» WORK TO COMPLETE:
Among the entries below, copy every line that carries the word "session".

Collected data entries
• • •

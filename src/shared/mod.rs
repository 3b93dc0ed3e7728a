//! Shared Module
//!
//! Types that cross the wire between the server and its clients: error
//! kinds, document-session frames, group/document registry views and
//! resource listings. Everything here is plain serde data so a client crate
//! can depend on it without pulling in the server stack.

/// Shared error types
pub mod error;

/// Document session wire messages
pub mod crdt;

/// Group, membership, document and announcement views
pub mod group;

/// Resource listing types
pub mod resource;

pub use crdt::{ClientMessage, DocumentState, EditOperation, ServerMessage};
pub use error::{ErrorBody, ErrorKind, SharedError};
pub use group::{AnnouncementView, DocumentSummary, GroupSummary, MemberSummary, MembershipSummary, Role};
pub use resource::{sort_resources, GroupUsage, Resource, ResourceKind, ResourceListing, UploadResponse};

• • •

» EXERCISE RESPONSE:
//! kinds, document-session frames, group/document registry views and
/// Document session wire messages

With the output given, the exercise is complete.